Безразличный сейчас к собственной судьбе, забывший о враче Миляге, не стал Курнопай ловчить с ответом.
— Ну.
— Почему «ну»? Отступление от антисонинового режима представляет опасность для курса на три прыжка.
— Для курса представляет, для державы — навряд ли.
— Почему, подсудимый?
— Курсы сменяются, держава незыблема.
— Незыблем только САМ. Вместе с тем за оптимистическую оценку моей державы выражаю признательность. Почему все-таки для курса представляет опасность?
— Вам нужны исполнители, а не мыслители.
— Хорошие исполнители встречаются, мыслителей днем с огнем не найти. Кстати, откуда вы узнали про «Бэ» необъявляемое, не от Миляги?
— О «Бэ» необъявляемом не слыхал.
— Честно?
— Ну.
— Объявлен прыжок на три «Бэ». Четвертый необъявляемый — БЕЗМЫСЛИЕ.
— А.
— Подсудимый, вы стремились уклониться от укола?
— Обойтись.
— Новая главная жрица, за преступление против курса казнить главврача Милягу.
Собственная душевная вялость представлялась Курнопаю непреодолимой. Он попробовал ее осилить, для чего и укорил себя: «Тебя уничтожат — поделом. Милягу надо спасать. Раскачайся, имей совесть. Противно, а ты слукавь. А, не хочется ни защищаться, ни спасать».
— Любимец САМОГО, вы находите правильным приговор?
— Безразлично, что правильно, что неправильно.
Признание Курнопая ужаснуло Болт Бух Грея. Он поделился с ним звездными идеями. Как из глубин теплосветовой материи выделяют физики основополагающие элементы, так и он, философ государства и религии, выделил для него основополагающие элементы в макроматерии разума. Казалось бы, наделив его универсальной отмычкой от всех и всяческих идей, он до конца жизни обеспечил ему полную умственную безотказность, ан не тут-то было.
— Для военной косточки категории головорезов недопустима дилемма — неправильно, правильно. Косвенный ваш ответ ясен: казнь главврачу Миляге определена по справедливости.

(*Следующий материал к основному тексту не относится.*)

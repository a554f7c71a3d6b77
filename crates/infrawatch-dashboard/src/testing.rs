//! 테스트용 가짜 `DashboardApi`.

use async_trait::async_trait;
use infrawatch_core::error::CoreError;
use infrawatch_core::filter::Selection;
use infrawatch_core::models::alert::Alert;
use infrawatch_core::models::analysis::{AnalysisRequest, LogAnalysis};
use infrawatch_core::models::catalog::EnvironmentCatalog;
use infrawatch_core::models::chat::{ChatMessage, ChatReply, ChatRequest};
use infrawatch_core::models::log::CombinedLogItem;
use infrawatch_core::models::metric::MetricSample;
use infrawatch_core::models::page::Page;
use infrawatch_core::models::predictive::{PredictiveAnalysis, PredictiveFlag};
use infrawatch_core::models::stats::DashboardStats;
use infrawatch_core::ports::dashboard_api::{
    AlertHistoryQuery, AlertQuery, DashboardApi, LogPage, LogQuery, NetworkPage, NetworkQuery,
};
use parking_lot::Mutex;
use std::collections::HashMap;
use std::sync::atomic::{AtomicUsize, Ordering};
use std::time::Duration;

/// 응답을 미리 채워 두는 가짜 API
#[derive(Default)]
pub struct FakeApi {
    pub stats: Mutex<DashboardStats>,
    pub metrics: Mutex<Vec<MetricSample>>,
    pub network: Mutex<Option<NetworkPage>>,
    pub logs: Mutex<Option<LogPage>>,
    pub catalog: Mutex<Option<EnvironmentCatalog>>,
    pub alerts: Mutex<Vec<Alert>>,
    pub flags: Mutex<Vec<PredictiveFlag>>,
    pub analyses: Mutex<HashMap<String, LogAnalysis>>,
    pub predictive: Mutex<Option<PredictiveAnalysis>>,
    /// None이면 send_chat 실패
    pub chat_reply: Mutex<Option<String>>,
    pub history: Mutex<Vec<ChatMessage>>,
    pub sent_chats: Mutex<Vec<ChatRequest>>,
    pub log_queries: Mutex<Vec<LogQuery>>,
    pub network_queries: Mutex<Vec<NetworkQuery>>,
    pub metric_calls: AtomicUsize,
    pub alert_calls: AtomicUsize,
    /// 서버 메트릭 응답 지연
    pub metrics_delay: Mutex<Option<Duration>>,
}

impl FakeApi {
    pub fn metric_calls(&self) -> usize {
        self.metric_calls.load(Ordering::SeqCst)
    }

    pub fn alert_calls(&self) -> usize {
        self.alert_calls.load(Ordering::SeqCst)
    }
}

pub fn sample(server: &str, environment: &str) -> MetricSample {
    MetricSample {
        server: server.to_string(),
        environment: environment.to_string(),
        ..Default::default()
    }
}

#[async_trait]
impl DashboardApi for FakeApi {
    async fn dashboard_stats(&self, _selection: &Selection) -> DashboardStats {
        self.stats.lock().clone()
    }

    async fn server_metrics(&self, _selection: &Selection) -> Vec<MetricSample> {
        self.metric_calls.fetch_add(1, Ordering::SeqCst);
        let delay = *self.metrics_delay.lock();
        if let Some(delay) = delay {
            tokio::time::sleep(delay).await;
        }
        self.metrics.lock().clone()
    }

    async fn network_metrics(&self, query: &NetworkQuery) -> NetworkPage {
        self.network_queries.lock().push(query.clone());
        self.network
            .lock()
            .clone()
            .unwrap_or_else(|| Page::empty(query.page.limit))
    }

    async fn app_logs(&self, query: &LogQuery) -> LogPage {
        self.log_queries.lock().push(query.clone());
        self.logs
            .lock()
            .clone()
            .unwrap_or_else(|| Page::empty(query.page.limit))
    }

    async fn environments(&self) -> EnvironmentCatalog {
        self.catalog
            .lock()
            .clone()
            .unwrap_or_else(EnvironmentCatalog::fallback)
    }

    async fn applications(&self, environment: Option<&str>) -> Vec<String> {
        let catalog = self.environments().await;
        environment
            .and_then(|env| catalog.applications.get(env).cloned())
            .unwrap_or_default()
    }

    async fn active_alerts(&self, _query: &AlertQuery) -> Vec<Alert> {
        self.alert_calls.fetch_add(1, Ordering::SeqCst);
        self.alerts.lock().clone()
    }

    async fn alert_history(&self, _query: &AlertHistoryQuery) -> Vec<Alert> {
        self.alerts.lock().clone()
    }

    async fn predictive_flags(&self, _selection: &Selection) -> Vec<PredictiveFlag> {
        self.flags.lock().clone()
    }

    async fn predictive_analysis(
        &self,
        server: &str,
        _environment: &str,
    ) -> Result<PredictiveAnalysis, CoreError> {
        self.predictive
            .lock()
            .clone()
            .ok_or_else(|| CoreError::NotFound {
                resource_type: "PredictiveAnalysis".to_string(),
                id: server.to_string(),
            })
    }

    async fn send_chat(&self, request: &ChatRequest) -> Result<ChatReply, CoreError> {
        self.sent_chats.lock().push(request.clone());
        let reply = self.chat_reply.lock().clone();
        match reply {
            Some(response) => Ok(ChatReply {
                response,
                context: Some(serde_json::json!({"servers": 1})),
                timestamp: Some("2025-06-06T10:00:00Z".to_string()),
            }),
            None => Err(CoreError::Network("connection refused".to_string())),
        }
    }

    async fn chat_history(&self, _limit: u32, _session_id: Option<&str>) -> Vec<ChatMessage> {
        self.history.lock().clone()
    }

    async fn clear_chat_history(&self) -> Result<(), CoreError> {
        self.history.lock().clear();
        Ok(())
    }

    async fn chat_context(&self, message_id: &str) -> Result<serde_json::Value, CoreError> {
        Ok(serde_json::json!({ "message_id": message_id }))
    }

    async fn log_analysis(&self, log_id: &str) -> Result<LogAnalysis, CoreError> {
        self.analyses
            .lock()
            .get(log_id)
            .cloned()
            .ok_or_else(|| CoreError::NotFound {
                resource_type: "LogAnalysis".to_string(),
                id: log_id.to_string(),
            })
    }

    async fn generate_log_analysis(
        &self,
        request: &AnalysisRequest,
    ) -> Result<LogAnalysis, CoreError> {
        let analysis = LogAnalysis {
            issue: format!("generated for {}", request.log_id),
            ..Default::default()
        };
        self.analyses
            .lock()
            .insert(request.log_id.clone(), analysis.clone());
        Ok(analysis)
    }

    async fn combined_logs(&self, _selection: &Selection) -> Vec<CombinedLogItem> {
        Vec::new()
    }

    async fn aggregated_metrics(
        &self,
        _selection: &Selection,
        time_range: &str,
    ) -> Result<serde_json::Value, CoreError> {
        Ok(serde_json::json!({ "time_range": time_range }))
    }

    async fn health(&self) -> bool {
        true
    }
}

— Не, господин во всем верховный. Я отвык от воли. Луна всходит, прерии без края, и ты идешь. Заботы забыты. Ни распорядков, ни обязанностей. Вот она, воля. В детстве посчастливилось глотнуть. Бродил вдоль океана. И это, это воля, хоть и на узкой топографической полоске между горами и водой. Главврач не мог меня разыскать, а разыскавши, не успел уколоть антисонином. Появились вы с девочками. Нельзя, не, казнить Милягу.
— Воля прекрасна, ежели не расходится с державными установлениями. Держпредательство.